O senador Eduardo Girão protocolou pedidos para que o presidente do Banco Central, Gabriel Galípolo, preste esclarecimentos na CPI do Crime Organizado. Isso ocorreu após uma reunião fora da agenda oficial entre Galípolo, o presidente Lula da Silva, Daniel Vorcaro, do Banco Master e outros nomes do governo.
O senador argumenta que a participação do presidente do Banco Central no encontro levanta dúvidas sobre a finalidade institucional da reunião. Em sua solicitação, Girão detalha que é imprescindível que a Comissão tenha pleno esclarecimento acerca das razões que motivaram a participação de Galípolo no referido encontro.
O ministro da Casa Civil, Rui Costa, defendeu a reunião, afirmando que Lula precisa dialogar com representantes de todos os segmentos econômicos. No entanto, o senador Girão questiona eventuais análises prévias de riscos administrativos e políticos antes do encontro entre Lula e Vorcaro.

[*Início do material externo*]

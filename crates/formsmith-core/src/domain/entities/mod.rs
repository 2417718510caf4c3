//! Domain entities: option bags, the open form, routes, field descriptors.

pub mod field;
pub mod form_context;
pub mod options;
pub mod route;

pub use field::FieldDescriptor;
pub use form_context::{BoundEntity, FORM_ONLY_KEYS, FormContext};
pub use options::{OptionValue, Options, canonical_key};
pub use route::{ResolvedRoute, RouteEntry};
//! CSRF token providers.

use std::sync::{Arc, PoisonError, RwLock};

use tracing::debug;
use uuid::Uuid;

use formsmith_core::application::ports::CsrfTokenProvider;

/// Always returns the same token. Used for tests and for rendering against a
/// token issued elsewhere.
#[derive(Debug, Clone, PartialEq, Eq)]
pub struct StaticCsrfToken(String);

impl StaticCsrfToken {
    pub fn new(token: impl Into<String>) -> Self {
        Self(token.into())
    }
}

impl CsrfTokenProvider for StaticCsrfToken {
    fn token(&self) -> String {
        self.0.clone()
    }
}

/// Per-session random token.
///
/// The token is generated once and reused by every form rendered for the
/// session until [`SessionCsrfToken::regenerate`] is called.
#[derive(Debug, Clone)]
pub struct SessionCsrfToken {
    current: Arc<RwLock<String>>,
}

impl SessionCsrfToken {
    pub fn new() -> Self {
        Self {
            current: Arc::new(RwLock::new(fresh_token())),
        }
    }

    /// Replace the token, e.g. after login. Returns the new value.
    pub fn regenerate(&self) -> String {
        let token = fresh_token();
        let mut current = self.current.write().unwrap_or_else(PoisonError::into_inner);
        *current = token.clone();
        debug!("Regenerated CSRF token");
        token
    }
}

impl Default for SessionCsrfToken {
    fn default() -> Self {
        Self::new()
    }
}

impl CsrfTokenProvider for SessionCsrfToken {
    fn token(&self) -> String {
        self.current
            .read()
            .unwrap_or_else(PoisonError::into_inner)
            .clone()
    }
}

fn fresh_token() -> String {
    Uuid::new_v4().simple().to_string()
}

#[cfg(test)]
mod tests {
    use super::*;

    #[test]
    fn static_token_is_returned_verbatim() {
        assert_eq!(StaticCsrfToken::new("abc").token(), "abc");
    }

    #[test]
    fn session_token_is_stable_until_regenerated() {
        let csrf = SessionCsrfToken::new();
        let first = csrf.token();
        assert_eq!(first.len(), 32);
        assert_eq!(csrf.token(), first);

        let shared = csrf.clone();
        let second = shared.regenerate();
        assert_ne!(second, first);
        assert_eq!(csrf.token(), second);
    }
}
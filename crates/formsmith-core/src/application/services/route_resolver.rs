//! Route Resolver - turns a form target into a URL and an HTTP method.
//!
//! Targets come in three shapes:
//! 1. empty: post back to the current URL
//! 2. `Controller@action`: URL from the router, method inferred from the
//!    action name
//! 3. anything else: a named route, URL and method from the route table
//!
//! An explicit `method` option beats whatever the target implies, and POST is
//! the fallback when nothing implies a method at all.

use tracing::{debug, instrument, warn};

use crate::{
    application::ports::Router,
    domain::{ControllerAction, EffectiveOptions, HttpMethod, ResolvedRoute},
};

pub struct RouteResolver<'a> {
    router: &'a dyn Router,
}

impl<'a> RouteResolver<'a> {
    pub fn new(router: &'a dyn Router) -> Self {
        Self { router }
    }

    /// Resolve `target` under the form-level options (`method`, `url`,
    /// `absolute`).
    #[instrument(skip_all, fields(target = %target))]
    pub fn resolve(&self, target: &str, opts: &EffectiveOptions) -> ResolvedRoute {
        let target = target.trim();
        let (url, implied_method, controller_action) = self.lookup(target);

        let method = explicit_method(opts)
            .or(implied_method)
            .unwrap_or_default();

        let url = opts.text("url").map(str::to_string).unwrap_or(url);
        let url = if opts.flag("absolute") {
            self.router.absolute(&url)
        } else {
            url
        };

        debug!(%url, %method, "Resolved form target");

        ResolvedRoute {
            url,
            method,
            controller_action,
        }
    }

    fn lookup(&self, target: &str) -> (String, Option<HttpMethod>, Option<String>) {
        if target.is_empty() {
            return (self.router.current_url(), None, None);
        }

        if let Some(reference) = ControllerAction::parse(target) {
            let url = self.router.action(target).unwrap_or_else(|| {
                warn!(action = %target, "No URL registered for controller action");
                self.fallback_url(target)
            });
            let method = HttpMethod::infer_from_action(reference.action);
            return (url, Some(method), Some(target.to_string()));
        }

        match self.router.route(target) {
            Some(entry) => (entry.url, Some(entry.method), entry.action),
            None => {
                warn!(route = %target, "Unknown route; falling back");
                (self.fallback_url(target), None, None)
            }
        }
    }

    /// Path-like targets are used as-is; anything else posts back.
    fn fallback_url(&self, target: &str) -> String {
        if target.contains('/') && !target.contains('@') {
            target.to_string()
        } else {
            self.router.current_url()
        }
    }
}

fn explicit_method(opts: &EffectiveOptions) -> Option<HttpMethod> {
    let raw = opts.text("method")?;
    match raw.parse() {
        Ok(method) => Some(method),
        Err(err) => {
            warn!(method = %raw, error = %err, "Ignoring unusable method option");
            None
        }
    }
}
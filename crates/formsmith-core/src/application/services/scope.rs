//! Scoped form rendering.

use std::ops::Deref;

use crate::{application::services::FormBuilder, error::FormResult};

/// An open form that is closed when the guard goes away.
///
/// Derefs to the builder, so every input method is available on the scope.
///
/// ```rust,no_run
/// # use formsmith_core::{application::FormBuilder, domain::Options};
/// # fn render(builder: &mut FormBuilder) -> formsmith_core::error::FormResult<String> {
/// let scope = builder.form("users.update", None, &Options::new());
/// let mut html = scope.opening().to_string();
/// html.push_str(&scope.email("email", Some("Email"), &Options::new())?);
/// html.push_str(&scope.close()?);
/// # Ok(html)
/// # }
/// ```
pub struct FormScope<'a> {
    builder: &'a mut FormBuilder,
    opening: String,
    closed: bool,
}

impl<'a> FormScope<'a> {
    pub(crate) fn new(builder: &'a mut FormBuilder, opening: String) -> Self {
        Self {
            builder,
            opening,
            closed: false,
        }
    }

    /// Markup returned when the form was opened.
    pub fn opening(&self) -> &str {
        &self.opening
    }

    /// Close the form and return `</form>`.
    pub fn close(mut self) -> FormResult<String> {
        self.closed = true;
        self.builder.close_form()
    }
}

impl Deref for FormScope<'_> {
    type Target = FormBuilder;

    fn deref(&self) -> &FormBuilder {
        &*self.builder
    }
}

impl Drop for FormScope<'_> {
    fn drop(&mut self) {
        if !self.closed {
            self.builder.discard_form();
        }
    }
}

A CPI do Crime Organizado inicialmente era investigar ações de facções criminosas, mas passou a incluir figuras ligadas ao escândalo do Banco Master. Entre os possíveis convocados estão familiares do ministro do Supremo Tribunal Federal (STF) Dias Toffoli e a esposa do ministro Alexandre de Moraes, que possui um contrato milionário de assessoria jurídica com o Banco Master.